Se questa correlazione viene ignorata talvolta per convenienza, e non si implementano con chiare strategie, riforme incisive e trasversali a questi ambiti, messe in atto dall’azione politica in tutti i suoi livelli, federale, cantonale e soprattutto comunale per la vicinanza al territorio, mettiamo a lungo andare a serio rischio il nostro benessere e la nostra sopravvivenza futura in un ambiente che sarà sempre più ostile alla nostra specie.

Strategie territoriali, piani regolatori, quartieri intelligenti, fiscalità ecologica, sono strumenti essenziali a disposizione, che la politica deve perseguire senza compromessi e con forza, proponendo le dovute riforme, per risolvere alla fonte i problemi legati allo sfruttamento incontrollato e disorganizzato del territorio.

Riforme che devono soprattutto mirare al ridurre il consumo eccessivo di energia, ancora in gran parte fossile, nell’attesa che le rinnovabili siano in grado di colmare le esigenze, ottimizzando il nostro modo di vivere e di relazionarci con il territorio, il lavoro, la scuola, lo svago la famiglia.
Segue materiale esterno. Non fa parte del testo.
// This Source Code Form is subject to the terms of the Mozilla Public
// License, v. 2.0. If a copy of the MPL was not distributed with this
// file, You can obtain one at https://mozilla.org/MPL/2.0/.

//! The 96-byte SquashFS superblock: the root of every other table.

use crate::codec::Compression;
use crate::error::{corrupt, Error, Result};

pub const MAGIC: u32 = 0x7371_7368;
pub const SUPERBLOCK_SIZE: usize = 96;
pub const NOT_PRESENT: u64 = 0xFFFF_FFFF_FFFF_FFFF;

bitflags::bitflags! {
    /// Superblock-level feature flags (`squashfs_super_block.flags`).
    #[derive(Debug, Clone, Copy, PartialEq, Eq)]
    pub struct Flags: u16 {
        const UNCOMPRESSED_INODES    = 1 << 0;
        const UNCOMPRESSED_DATA      = 1 << 1;
        const CHECK                  = 1 << 2;
        const UNCOMPRESSED_FRAGMENTS = 1 << 3;
        const NO_FRAGMENTS           = 1 << 4;
        const ALWAYS_FRAGMENTS       = 1 << 5;
        const DUPLICATES             = 1 << 6;
        const EXPORTABLE             = 1 << 7;
        const UNCOMPRESSED_XATTRS    = 1 << 8;
        const NO_XATTRS              = 1 << 9;
        const COMPRESSOR_OPTIONS     = 1 << 10;
    }
}

/// A decoded superblock. Field names and widths follow the on-disk
/// record exactly; see the data model for the byte layout.
#[derive(Debug, Clone)]
pub struct SuperBlock {
    pub inodes: u32,
    pub mkfs_time: u32,
    pub block_size: u32,
    pub fragments: u32,
    pub compression: Compression,
    pub block_log: u16,
    pub flags: Flags,
    pub no_ids: u16,
    pub s_major: u16,
    pub s_minor: u16,
    pub root_inode: u64,
    pub bytes_used: u64,
    pub id_table_start: u64,
    pub xattr_id_table_start: u64,
    pub inode_table_start: u64,
    pub directory_table_start: u64,
    pub fragment_table_start: u64,
    pub export_table_start: u64,
}

fn le_u32(b: &[u8], at: usize) -> u32 {
    u32::from_le_bytes(b[at..at + 4].try_into().unwrap())
}

fn le_u16(b: &[u8], at: usize) -> u16 {
    u16::from_le_bytes(b[at..at + 2].try_into().unwrap())
}

fn le_u64(b: &[u8], at: usize) -> u64 {
    u64::from_le_bytes(b[at..at + 8].try_into().unwrap())
}

impl SuperBlock {
    /// Parses a superblock from the first [`SUPERBLOCK_SIZE`] bytes of
    /// an image, checking `magic` and every structural invariant.
    pub fn parse(bytes: &[u8]) -> Result<SuperBlock> {
        if bytes.len() < SUPERBLOCK_SIZE {
            return Err(Error::CorruptImage("image shorter than superblock"));
        }
        if le_u32(bytes, 0) != MAGIC {
            return Err(Error::BadMagic);
        }

        let sb = SuperBlock {
            inodes: le_u32(bytes, 4),
            mkfs_time: le_u32(bytes, 8),
            block_size: le_u32(bytes, 12),
            fragments: le_u32(bytes, 16),
            compression: Compression::from_id(le_u16(bytes, 20))?,
            block_log: le_u16(bytes, 22),
            flags: Flags::from_bits_truncate(le_u16(bytes, 24)),
            no_ids: le_u16(bytes, 26),
            s_major: le_u16(bytes, 28),
            s_minor: le_u16(bytes, 30),
            root_inode: le_u64(bytes, 32),
            bytes_used: le_u64(bytes, 40),
            id_table_start: le_u64(bytes, 48),
            xattr_id_table_start: le_u64(bytes, 56),
            inode_table_start: le_u64(bytes, 64),
            directory_table_start: le_u64(bytes, 72),
            fragment_table_start: le_u64(bytes, 80),
            export_table_start: le_u64(bytes, 88),
        };
        sb.validate()?;
        Ok(sb)
    }

    fn validate(&self) -> Result<()> {
        if self.block_size != 1u32 << self.block_log {
            corrupt!("block_size does not match block_log");
        }
        if !(4096..=1 << 20).contains(&self.block_size) {
            corrupt!("block_size out of range");
        }
        for start in [
            self.id_table_start,
            self.xattr_id_table_start,
            self.inode_table_start,
            self.directory_table_start,
            self.fragment_table_start,
            self.export_table_start,
        ] {
            if start != NOT_PRESENT && start > self.bytes_used {
                corrupt!("table start exceeds bytes_used");
            }
        }
        Ok(())
    }

    /// The root inode's metadata reference, decoded from `root_inode`.
    pub fn root_meta_ref(&self) -> crate::metadata::MetaRef {
        crate::metadata::MetaRef::from_packed(self.root_inode)
    }

    pub fn has_fragment_table(&self) -> bool {
        self.fragment_table_start != NOT_PRESENT && self.fragments > 0
    }
}

static_assertions::const_assert_eq!(SUPERBLOCK_SIZE, 96);
// This Source Code Form is subject to the terms of the Mozilla Public
// License, v. 2.0. If a copy of the MPL was not distributed with this
// file, You can obtain one at https://mozilla.org/MPL/2.0/.

//! Crate-wide error type.
//!
//! Every error that can surface from reading a SquashFS image funnels
//! through this one enum. There are no retries anywhere in this crate:
//! the image is immutable, so a failed read or a violated invariant is
//! final.

#[derive(Debug, thiserror::Error)]
pub enum Error {
    #[error("I/O error: {0}")]
    Io(#[from] std::io::Error),

    #[error("not a SquashFS image (bad magic)")]
    BadMagic,

    #[error("unsupported: {0}")]
    Unsupported(&'static str),

    #[error("corrupt image: {0}")]
    CorruptImage(&'static str),

    #[error("no such file or directory")]
    NotFound,

    #[error("not a directory")]
    NotDir,
}

pub type Result<T> = std::result::Result<T, Error>;

/// A cheap way to attach a static reason to a `CorruptImage` error at
/// the call site, e.g. `bail_corrupt!("block overruns table bound")`.
macro_rules! corrupt {
    ($msg:expr) => {
        return Err($crate::error::Error::CorruptImage($msg))
    };
}
pub(crate) use corrupt;

impl Error {
    /// A single-line, user-facing rendering, used by the CLI.
    pub fn short_message(&self) -> String {
        match self {
            Error::Io(e) => format!("I/O error: {e}"),
            other => other.to_string(),
        }
    }
}
// This Source Code Form is subject to the terms of the Mozilla Public
// License, v. 2.0. If a copy of the MPL was not distributed with this
// file, You can obtain one at https://mozilla.org/MPL/2.0/.

//! The two-level fragment table: an index of pointers to metadata
//! blocks, each holding up to 512 fragment entries.

use crate::block::BlockSource;
use crate::codec::Compression;
use crate::error::{corrupt, Error, Result};
use crate::metadata::decode_one_block;

const ENTRIES_PER_METADATA_BLOCK: usize = 512;
const ENTRY_SIZE: usize = 16;
pub const UNCOMPRESSED_FLAG: u32 = 1 << 24;

/// A decoded fragment-block-entry: where the fragment block sits in
/// the image, how big it is on disk, and whether it's compressed.
#[derive(Debug, Clone, Copy)]
pub struct FragmentEntry {
    pub start: u64,
    pub on_disk_size: u32,
    pub compressed: bool,
}

/// The fragment table in its fully-resolved form: every metadata block
/// the index points at has been decoded up front, matching the eager
/// decode strategy used for the inode and directory tables.
pub struct FragmentTable {
    entries: Vec<FragmentEntry>,
}

fn le_u32(b: &[u8], at: usize) -> u32 {
    u32::from_le_bytes(b[at..at + 4].try_into().unwrap())
}
fn le_u64(b: &[u8], at: usize) -> u64 {
    u64::from_le_bytes(b[at..at + 8].try_into().unwrap())
}

impl FragmentTable {
    /// Loads all `fragment_count` entries reachable from the two-level
    /// structure rooted at `fragment_table_start`.
    pub fn load(
        source: &dyn BlockSource,
        compression: Compression,
        fragment_table_start: u64,
        fragment_count: u32,
        table_end_bound: u64,
    ) -> Result<FragmentTable> {
        let nblocks = (fragment_count as usize).div_ceil(ENTRIES_PER_METADATA_BLOCK);
        let mut entries = Vec::with_capacity(fragment_count as usize);

        for block_idx in 0..nblocks {
            let mut ptr_buf = [0u8; 8];
            let ptr_off = fragment_table_start + (block_idx as u64) * 8;
            if ptr_off + 8 > table_end_bound {
                corrupt!("fragment index pointer runs past table bound");
            }
            source.read_at(ptr_off, &mut ptr_buf)?;
            let block_start = u64::from_le_bytes(ptr_buf);

            let (bytes, _, _) = decode_one_block(source, compression, block_start)?;
            let bytes = bytes.as_slice();

            let remaining = fragment_count as usize - block_idx * ENTRIES_PER_METADATA_BLOCK;
            let in_this_block = remaining.min(ENTRIES_PER_METADATA_BLOCK);
            if bytes.len() < in_this_block * ENTRY_SIZE {
                corrupt!("fragment metadata block too short");
            }
            for i in 0..in_this_block {
                let at = i * ENTRY_SIZE;
                let start = le_u64(bytes, at);
                let size_field = le_u32(bytes, at + 8);
                entries.push(FragmentEntry {
                    start,
                    on_disk_size: size_field & 0x00FF_FFFF,
                    compressed: size_field & UNCOMPRESSED_FLAG == 0,
                });
            }
        }

        Ok(FragmentTable { entries })
    }

    /// Looks up fragment entry `index`, the value stored in a regular
    /// file inode's `fragment` field.
    pub fn lookup(&self, index: u32) -> Result<FragmentEntry> {
        self.entries.get(index as usize).copied().ok_or(Error::CorruptImage("fragment index out of range"))
    }

    pub fn len(&self) -> usize {
        self.entries.len()
    }

    pub fn is_empty(&self) -> bool {
        self.entries.is_empty()
    }
}

#[cfg(test)]
mod tests {
    use super::*;

    fn build_fragment_metadata_block(entries: &[(u64, u32, bool)]) -> Vec<u8> {
        let mut payload = Vec::new();
        for &(start, on_disk_size, compressed) in entries {
            payload.extend_from_slice(&start.to_le_bytes());
            let flag = if compressed { 0 } else { UNCOMPRESSED_FLAG };
            payload.extend_from_slice(&(on_disk_size | flag).to_le_bytes());
            payload.extend_from_slice(&0u32.to_le_bytes()); // pad
        }
        let header = (payload.len() as u16) | 0x8000; // uncompressed
        let mut block = header.to_le_bytes().to_vec();
        block.extend_from_slice(&payload);
        block
    }

    #[test]
    fn loads_single_block_single_entry() {
        let meta_block = build_fragment_metadata_block(&[(4096, 1500, true)]);
        // Layout: [8-byte pointer][metadata block]
        let mut img = Vec::new();
        let ptr_value = 8u64; // metadata block starts right after the pointer
        img.extend_from_slice(&ptr_value.to_le_bytes());
        img.extend_from_slice(&meta_block);

        let table = FragmentTable::load(&(&img[..] as &[u8]), Compression::Gzip, 0, 1, img.len() as u64).unwrap();
        assert_eq!(table.len(), 1);
        let e = table.lookup(0).unwrap();
        assert_eq!(e.start, 4096);
        assert_eq!(e.on_disk_size, 1500);
        assert!(e.compressed);
    }

    #[test]
    fn uncompressed_flag_is_bit_24() {
        let meta_block = build_fragment_metadata_block(&[(0, 100, false)]);
        let mut img = 8u64.to_le_bytes().to_vec();
        img.extend_from_slice(&meta_block);
        let table = FragmentTable::load(&(&img[..] as &[u8]), Compression::Gzip, 0, 1, img.len() as u64).unwrap();
        assert!(!table.lookup(0).unwrap().compressed);
    }

    #[test]
    fn lookup_out_of_range_is_corrupt() {
        let meta_block = build_fragment_metadata_block(&[(0, 10, true)]);
        let mut img = 8u64.to_le_bytes().to_vec();
        img.extend_from_slice(&meta_block);
        let table = FragmentTable::load(&(&img[..] as &[u8]), Compression::Gzip, 0, 1, img.len() as u64).unwrap();
        assert!(table.lookup(5).is_err());
    }
}
// This Source Code Form is subject to the terms of the Mozilla Public
// License, v. 2.0. If a copy of the MPL was not distributed with this
// file, You can obtain one at https://mozilla.org/MPL/2.0/.

//! Random-access read of the bytes backing a SquashFS image.
//!
//! A [`BlockSource`] is a capability to read `len` bytes at an absolute
//! byte offset, with guaranteed full reads or a failure, never a short
//! read. Two providers exist: [`MmapSource`], for an image that is fully
//! memory-mapped (the common case, and the degenerate "sector size = 1"
//! case from the design), and [`SectorDeviceSource`], for an image that
//! sits on a block device exposing fixed-size sectors.

use crate::error::{corrupt, Error, Result};
use std::fs::File;
use std::io::{Read, Seek, SeekFrom};
use std::sync::Mutex;

pub trait BlockSource: Send + Sync {
    /// Reads exactly `buf.len()` bytes starting at `offset`.
    fn read_at(&self, offset: u64, buf: &mut [u8]) -> Result<()>;

    /// The total size of the underlying image, in bytes.
    fn len(&self) -> u64;

    fn is_empty(&self) -> bool {
        self.len() == 0
    }
}

/// A fully memory-mapped image. `read_at` is a bounds-checked slice copy.
pub struct MmapSource {
    map: memmap2::Mmap,
}

impl MmapSource {
    /// Maps `file` read-only for its entire length.
    pub fn new(file: &File) -> Result<MmapSource> {
        let map = unsafe { memmap2::Mmap::map(file)? };
        Ok(MmapSource { map })
    }

    /// Wraps an already-loaded image held entirely in memory.
    pub fn from_bytes(bytes: Vec<u8>) -> Result<MmapSource> {
        let mut map = memmap2::MmapMut::map_anon(bytes.len().max(1))?;
        map[..bytes.len()].copy_from_slice(&bytes);
        Ok(MmapSource { map: map.make_read_only()? })
    }
}

impl BlockSource for MmapSource {
    fn read_at(&self, offset: u64, buf: &mut [u8]) -> Result<()> {
        let offset = offset as usize;
        let end = offset
            .checked_add(buf.len())
            .ok_or(Error::CorruptImage("read past end of image"))?;
        if end > self.map.len() {
            corrupt!("read past end of image");
        }
        buf.copy_from_slice(&self.map[offset..end]);
        Ok(())
    }

    fn len(&self) -> u64 {
        self.map.len() as u64
    }
}

/// A device exposing fixed-size sectors. Implementors only need to
/// service whole, aligned sector reads; [`SectorDeviceSource`] handles
/// the unaligned-offset arithmetic on top.
pub trait SectorDevice: Send + Sync {
    /// Size of one sector, in bytes. Fixed for the device's lifetime.
    fn sector_size(&self) -> usize;

    /// Total number of sectors on the device.
    fn sector_count(&self) -> u64;

    /// Reads `dst.len() / sector_size()` whole sectors starting at
    /// sector `index` into `dst`.
    fn read_sectors(&self, index: u64, dst: &mut [u8]) -> Result<()>;
}

/// Adapts a [`SectorDevice`] into a [`BlockSource`] by translating
/// arbitrary byte-range reads into sector-aligned reads.
pub struct SectorDeviceSource<D> {
    device: D,
}

impl<D: SectorDevice> SectorDeviceSource<D> {
    pub fn new(device: D) -> SectorDeviceSource<D> {
        SectorDeviceSource { device }
    }
}

impl<D: SectorDevice> BlockSource for SectorDeviceSource<D> {
    fn read_at(&self, offset: u64, buf: &mut [u8]) -> Result<()> {
        if buf.is_empty() {
            return Ok(());
        }
        let sector_size = self.device.sector_size() as u64;
        let first_sector = offset / sector_size;
        let within = (offset % sector_size) as usize;
        let span = within as u64 + buf.len() as u64;
        let nsectors = span.div_ceil(sector_size);

        let mut scratch = vec![0u8; (nsectors * sector_size) as usize];
        self.device.read_sectors(first_sector, &mut scratch)?;
        buf.copy_from_slice(&scratch[within..within + buf.len()]);
        Ok(())
    }

    fn len(&self) -> u64 {
        self.device.sector_count() * self.device.sector_size() as u64
    }
}

/// A plain file used as a [`SectorDevice`], for exercising the
/// sector-aligned read path without real block-device hardware.
pub struct FileSectorDevice {
    file: Mutex<File>,
    sector_size: usize,
    sector_count: u64,
}

impl FileSectorDevice {
    pub fn new(file: File, sector_size: usize) -> Result<FileSectorDevice> {
        let len = file.metadata()?.len();
        let sector_count = len / sector_size as u64;
        Ok(FileSectorDevice { file: Mutex::new(file), sector_size, sector_count })
    }
}

impl SectorDevice for FileSectorDevice {
    fn sector_size(&self) -> usize {
        self.sector_size
    }

    fn sector_count(&self) -> u64 {
        self.sector_count
    }

    fn read_sectors(&self, index: u64, dst: &mut [u8]) -> Result<()> {
        let mut file = self.file.lock().expect("sector device mutex poisoned");
        file.seek(SeekFrom::Start(index * self.sector_size as u64))?;
        file.read_exact(dst)?;
        Ok(())
    }
}

impl BlockSource for &[u8] {
    fn read_at(&self, offset: u64, buf: &mut [u8]) -> Result<()> {
        let offset = offset as usize;
        let end = offset
            .checked_add(buf.len())
            .ok_or(Error::CorruptImage("read past end of image"))?;
        if end > self.len() {
            corrupt!("read past end of image");
        }
        buf.copy_from_slice(&self[offset..end]);
        Ok(())
    }

    fn len(&self) -> u64 {
        <[u8]>::len(self) as u64
    }
}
Consumare meno energia, si sa, non significa rallentare l’economia, quanto invece adoperarsi per una crescita ed uno sviluppo sostenibile, così da ridurre i consumi inutili, organizzando il territorio con politiche urbanistiche lungimiranti che ne ottimizzino l’utilizzo, per evitare per esempio inutili e continui spostamenti generatori di traffico per recarsi al lavoro, a scuola o partecipare ad eventi pubblici, quali sport e cultura.

Credo purtroppo che opere infrastrutturali cittadine, in prossima votazione, quali il polo sportivo così come concepito non vada in questa direzione, e crei invece oltre che ad uno smisurato spreco economico, con un impiego spropositato ed ingiustificato di risorse, un impatto indesiderato e non correttamente panificato sul territorio, in termini di traffico, viabilità, verde urbano, abitabilità e tolga inoltre risorse future importanti a progetti più essenziali e vicini alle primarie esigenze dei cittadini quali strutture meno eclatanti come per esempio asili e scuole.

Lo stesso rischio lo corrono in futuro i progetti allo studio quale il polo congressuale, che a mio avviso già in partenza non tengono sufficientemente in considerazione tutta una serie di impatti diretti ed indiretti sulla città, di tutte quelle variabili sopra descritte, che potrebbero inficiare la valenza del progetto stesso, non tenendo correttamente conto appunto del grado di interconnessione tra i vari ambiti, economico, sociale ed ambientale.

Non è tutto oro quel che luccica, e gli abbagli architettonici, e le presunte promesse di riqualifiche in gran parte solo estetiche di interi quartieri, rischiano di tradursi in un effetto boomerang per la città.

Votiamo con coscienza ai prossimi appuntamenti!